“After a month, most partners have each found hundreds of critical or high-severity vulnerabilities”: Anthropic claims that Mythos has discovered more than ten thousand major security vulnerabilities in “the world’s most systemically important software.”

Anthropic reported that Mythos Preview discovered more than 10,000 high and critical severity vulnerabilities in less than two months, with Cloudflare alone discovering 2,000 bugs.
Independent validation confirmed 90% of the evaluated results as real, although critics say this breakthrough may have come from massive computation and workflows rather than single reasoning.
The bottleneck has shifted from discovery to verification, disclosure and patching as AI now surfaces vulnerabilities faster than organizations can remediate them.

In less than two months, Anthropic and friends have apparently discovered over ten thousand critical and high-profile security vulnerabilities using the popular artificial intelligence tool Mythos Preview.

In a brief update on the status of the project, released late last week, Anthropic said that since the tool’s release, about 50 organizations that have used it have each found “hundreds” of vulnerabilities.

“Several told us their bug detection rate increased more than tenfold,” the company said. “For example, Cloudflare found 2,000 bugs (400 of which were high or critical severity) on its critical path systems, with a false positive rate that the Cloudflare team considers better than that of human testers.

Skepticism persists

Of these, 1,752 were assessed by independent security researchers, and 90% were confirmed as valid positives, while 62.4% were confirmed as high or critical severity.

But while the overall reaction to Mythos Preview has been overwhelmingly positive, some voices say the hype may also be overblown.
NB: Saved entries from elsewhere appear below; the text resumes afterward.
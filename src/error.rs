use thiserror::Error;

#[derive(Error, Debug)]
pub enum MossError {
    #[error("Kubernetes error: {0}")]
    KubernetesError(String),

    #[error("{kind} watch failed {failures} times in a row: {last_error}")]
    WatchFailed {
        kind: &'static str,
        failures: u32,
        last_error: String,
    },

    #[error("Directory not ready after {0:?}")]
    NotReady(std::time::Duration),

    #[error("Metrics error: {0}")]
    MetricsError(String),

    #[error("Ingestion error: {0}")]
    IngestError(String),

    #[error("{0} already started")]
    AlreadyStarted(&'static str),

    #[error("Configuration error: {0}")]
    ConfigError(String),

    #[error("IO error: {0}")]
    IoError(#[from] std::io::Error),
}

impl From<prometheus::Error> for MossError {
    fn from(e: prometheus::Error) -> Self {
        MossError::MetricsError(e.to_string())
    }
}

pub type Result<T> = std::result::Result<T, MossError>;
pub mod commands;

use crate::config::{Config, CredentialSource, PortRange};
use clap::{Args, Parser, Subcommand};
use ipnet::Ipv4Net;
use moss_common::Ip;
use std::net::{IpAddr, SocketAddr};
use std::path::PathBuf;

#[derive(Parser)]
#[command(name = "moss")]
#[command(version = env!("CARGO_PKG_VERSION"))]
#[command(about = "Workload-level service graph for Kubernetes from raw connection records", long_about = None)]
pub struct Cli {
    #[arg(short, long, global = true, help = "Enable verbose logging")]
    pub verbose: bool,

    #[arg(
        short,
        long,
        global = true,
        env = "MOSS_CONFIG",
        help = "YAML configuration file"
    )]
    pub config: Option<PathBuf>,

    #[command(subcommand)]
    pub command: Option<Commands>,
}

#[derive(Subcommand)]
pub enum Commands {
    #[command(about = "Run the agent: watch the cluster, correlate records, serve metrics")]
    Run(RunArgs),
    #[command(about = "Wait for the directory to sync and print what an address resolves to")]
    Resolve {
        #[arg(help = "IPv4 address to classify")]
        ip: Ip,

        #[command(flatten)]
        args: RunArgs,
    },
}

/// Overrides applied on top of the config file
#[derive(Args, Debug, Default, Clone)]
pub struct RunArgs {
    #[arg(long, env = "MOSS_METRICS_ADDRESS", help = "Metrics bind address")]
    pub metrics_address: Option<IpAddr>,

    #[arg(long, env = "MOSS_METRICS_PORT", help = "Metrics port")]
    pub metrics_port: Option<u16>,

    #[arg(
        long,
        env = "MOSS_RESOLVE_DNS",
        num_args = 0..=1,
        default_missing_value = "true",
        help = "Resolve ExternalName services through DNS"
    )]
    pub resolve_dns: Option<bool>,

    #[arg(long, value_enum, env = "MOSS_CREDENTIALS", help = "Cluster credential source")]
    pub credentials: Option<CredentialSource>,

    #[arg(long, env = "KUBECONFIG", help = "Kubeconfig path")]
    pub kubeconfig: Option<PathBuf>,

    #[arg(
        long,
        env = "MOSS_CLUSTER_CIDRS",
        value_delimiter = ',',
        help = "Pod and service ranges, comma separated"
    )]
    pub cluster_cidrs: Option<Vec<Ipv4Net>>,

    #[arg(long, env = "MOSS_INGEST_ADDRESS", help = "Connection record listener")]
    pub ingest_address: Option<SocketAddr>,

    #[arg(long, env = "MOSS_WORKERS", help = "Correlator workers")]
    pub workers: Option<usize>,

    #[arg(long, env = "MOSS_IDLE_TIMEOUT", help = "Seconds before an idle connection is evicted")]
    pub idle_timeout: Option<u64>,

    #[arg(long, env = "MOSS_EPHEMERAL_PORTS", help = "Local port range, e.g. 32768-60999")]
    pub ephemeral_ports: Option<PortRange>,

    #[arg(long, env = "MOSS_READY_TIMEOUT", help = "Seconds to wait for the directory to sync")]
    pub ready_timeout: Option<u64>,
}

impl RunArgs {
    pub fn apply(&self, config: &mut Config) {
        if let Some(address) = self.metrics_address {
            config.metrics_address = address;
        }
        if let Some(port) = self.metrics_port {
            config.metrics_port = port;
        }
        if let Some(resolve_dns) = self.resolve_dns {
            config.resolve_dns = resolve_dns;
        }
        if let Some(credentials) = self.credentials {
            config.credentials = credentials;
        }
        if let Some(path) = &self.kubeconfig {
            config.kubeconfig = Some(path.clone());
        }
        if let Some(cidrs) = &self.cluster_cidrs {
            config.cluster_cidrs = cidrs.clone();
        }
        if let Some(address) = self.ingest_address {
            config.ingest_address = address;
        }
        if let Some(workers) = self.workers {
            config.correlator_workers = workers;
        }
        if let Some(secs) = self.idle_timeout {
            config.idle_timeout_secs = secs;
        }
        if let Some(range) = self.ephemeral_ports {
            config.ephemeral_ports = range;
        }
        if let Some(secs) = self.ready_timeout {
            config.ready_timeout_secs = secs;
        }
    }
}

#[cfg(test)]
mod tests {
    use super::*;

    #[test]
    fn test_run_flags_override_config() {
        let cli = Cli::try_parse_from([
            "moss",
            "run",
            "--metrics-port",
            "9100",
            "--resolve-dns",
            "--cluster-cidrs",
            "10.0.0.0/8,172.20.0.0/16",
            "--ephemeral-ports",
            "40000-50000",
        ])
        .unwrap();

        let Some(Commands::Run(args)) = cli.command else {
            panic!("expected run");
        };

        let mut config = Config::default();
        args.apply(&mut config);

        assert_eq!(config.metrics_port, 9100);
        assert!(config.resolve_dns);
        assert_eq!(config.cluster_cidrs.len(), 2);
        assert_eq!(config.ephemeral_ports.start, 40000);
        assert_eq!(config.correlator_workers, 4);
    }

    #[test]
    fn test_resolve_parses_address() {
        let cli = Cli::try_parse_from(["moss", "resolve", "10.244.0.5"]).unwrap();
        let Some(Commands::Resolve { ip, .. }) = cli.command else {
            panic!("expected resolve");
        };
        assert_eq!(ip.to_string(), "10.244.0.5");
    }
}
//! Connection record sources
//!
//! The capture mechanism is external. Records reach the correlator through a
//! [`ConnectionSource`]: either newline-delimited JSON over TCP, or an
//! in-process channel when moss is embedded next to the capture code.

use crate::correlator::{CorrelatorStats, RecordRejection};
use crate::model::ConnectionRecord;
use crate::{MossError, Result};
use async_trait::async_trait;
use futures::StreamExt;
use std::net::SocketAddr;
use std::sync::Arc;
use tokio::net::{TcpListener, TcpStream};
use tokio::sync::mpsc;
use tokio::task::JoinSet;
use tokio_util::codec::{FramedRead, LinesCodec};
use tokio_util::sync::CancellationToken;
use tracing::{debug, info, warn};

/// Longest accepted record line
const MAX_LINE_LENGTH: usize = 64 * 1024;

#[async_trait]
pub trait ConnectionSource: Send {
    /// Push records into `sink` until cancelled or the source is exhausted
    async fn run(
        self: Box<Self>,
        sink: mpsc::Sender<ConnectionRecord>,
        cancel: CancellationToken,
    ) -> Result<()>;
}

/// Records handed over in-process
pub struct ChannelSource {
    records: mpsc::Receiver<ConnectionRecord>,
}

impl ChannelSource {
    pub fn new(records: mpsc::Receiver<ConnectionRecord>) -> Self {
        Self { records }
    }

    pub fn channel(capacity: usize) -> (mpsc::Sender<ConnectionRecord>, Self) {
        let (tx, rx) = mpsc::channel(capacity);
        (tx, Self::new(rx))
    }
}

#[async_trait]
impl ConnectionSource for ChannelSource {
    async fn run(
        self: Box<Self>,
        sink: mpsc::Sender<ConnectionRecord>,
        cancel: CancellationToken,
    ) -> Result<()> {
        let mut records = self.records;
        loop {
            let record = tokio::select! {
                _ = cancel.cancelled() => break,
                record = records.recv() => record,
            };

            let Some(record) = record else {
                debug!("Record channel closed");
                break;
            };
            if sink.send(record).await.is_err() {
                break;
            }
        }
        Ok(())
    }
}

/// TCP listener accepting newline-delimited JSON [`ConnectionRecord`]s
pub struct SocketSource {
    listener: TcpListener,
    stats: Arc<CorrelatorStats>,
}

impl SocketSource {
    pub async fn bind(addr: SocketAddr, stats: Arc<CorrelatorStats>) -> Result<Self> {
        let listener = TcpListener::bind(addr)
            .await
            .map_err(|e| MossError::IngestError(format!("Failed to bind {}: {}", addr, e)))?;
        Ok(Self { listener, stats })
    }

    pub fn local_addr(&self) -> Result<SocketAddr> {
        Ok(self.listener.local_addr()?)
    }
}

#[async_trait]
impl ConnectionSource for SocketSource {
    async fn run(
        self: Box<Self>,
        sink: mpsc::Sender<ConnectionRecord>,
        cancel: CancellationToken,
    ) -> Result<()> {
        info!("Accepting connection records on {}", self.local_addr()?);

        let mut readers = JoinSet::new();

        loop {
            tokio::select! {
                _ = cancel.cancelled() => break,
                accepted = self.listener.accept() => match accepted {
                    Ok((stream, peer)) => {
                        readers.spawn(read_records(
                            stream,
                            peer,
                            sink.clone(),
                            self.stats.clone(),
                            cancel.clone(),
                        ));
                    }
                    Err(e) => warn!("Failed to accept record stream: {}", e),
                },
                Some(_) = readers.join_next(), if !readers.is_empty() => {}
            }
        }

        while readers.join_next().await.is_some() {}
        Ok(())
    }
}

async fn read_records(
    stream: TcpStream,
    peer: SocketAddr,
    sink: mpsc::Sender<ConnectionRecord>,
    stats: Arc<CorrelatorStats>,
    cancel: CancellationToken,
) {
    debug!("Record stream from {} opened", peer);
    let mut lines = FramedRead::new(stream, LinesCodec::new_with_max_length(MAX_LINE_LENGTH));

    loop {
        let line = tokio::select! {
            _ = cancel.cancelled() => break,
            line = lines.next() => line,
        };

        match line {
            Some(Ok(line)) => {
                let line = line.trim();
                if line.is_empty() {
                    continue;
                }
                match serde_json::from_str::<ConnectionRecord>(line) {
                    Ok(record) => {
                        if sink.send(record).await.is_err() {
                            break;
                        }
                    }
                    Err(e) => {
                        stats.record_rejected(RecordRejection::Undecodable);
                        debug!("Undecodable record from {}: {}", peer, e);
                    }
                }
            }
            Some(Err(e)) => {
                // The codec cannot resync after an oversized line
                stats.record_rejected(RecordRejection::Undecodable);
                warn!("Dropping record stream from {}: {}", peer, e);
                break;
            }
            None => break,
        }
    }

    debug!("Record stream from {} closed", peer);
}
pub mod client;
pub mod directory;
pub mod dns;
pub mod types;
pub mod watcher;

pub use client::K8sClient;
pub use directory::{DirectoryWriter, Lookup, Readiness, WorkloadDirectory};
pub use dns::{DnsRefresher, HostResolver, SystemResolver};
pub use types::{ResourceKey, ResourceKind, Workload, WorkloadEvent, WorkloadKind};
pub use watcher::ClusterWatcher;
Techzine analysisfor example, argues that AI-assisted vulnerability discovery already existed thanks to systems like Google’s Big Sleep, and that the real challenge remains human operational security.

A recent academic article, “Comparative analysis of myth-related bug rediscovery“, found that under controlled conditions, public boundary models like GPT-5.5 were able to rediscover some of the same vulnerabilities attributed to Mythos, and on Redditdifferent communities were even more skeptical. The key takeaway seems to be that Mythos may simply be using huge amounts of computation and long-running agent workflows rather than possessing qualitatively different reasoning capabilities.

Regardless, Anthropic now says that progress in software vulnerabilities is no longer limited by the speed of discovery, but rather the speed of verification, disclosure, and patching.